══ Dataset

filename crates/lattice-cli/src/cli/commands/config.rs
//! Config command handlers.

use anyhow::{Context, Result};
use lattice_core::config;

pub fn path() {
    println!("{}", config::paths::config_path().display());
}

pub fn init() -> Result<()> {
    let config_path = config::paths::config_path();
    config::Config::init(&config_path)
        .with_context(|| format!("init config at {}", config_path.display()))?;
    println!("Created config at {}", config_path.display());
    Ok(())
}

pub fn generate() -> Result<()> {
    let toml = config::Config::generate()?;
    print!("{toml}");
    Ok(())
}
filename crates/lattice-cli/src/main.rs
mod cli;

fn main() {
    if let Err(e) = cli::run() {
        eprintln!("{e:#}"); // pretty anyhow chain
        std::process::exit(1);
    }
}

════

Restate the records above word for word.

> **Exercise output**:
filename crates/lattice-cli/src/cli/commands/config.rs
//! Config command handlers.

use anyhow::{Context, Result};
use lattice_core::config;

pub fn path() {
    println!("{}", config::paths::config_path().display());
}

pub fn init() -> Result<()> {
    let config_path = config::paths::config_path();
    config::Config::init(&config_path)
        .with_context(|| format!("init config at {}", config_path.display()))?;
    println!("Created config at {}", config_path.display());
    Ok(())
}

pub fn generate() -> Result<()> {
    let toml = config::Config::generate()?;
    print!("{toml}");
    Ok(())
}
filename crates/lattice-cli/src/main.rs
mod cli;

fn main() {
    if let Err(e) = cli::run() {
        eprintln!("{e:#}"); // pretty anyhow chain
        std::process::exit(1);
    }
}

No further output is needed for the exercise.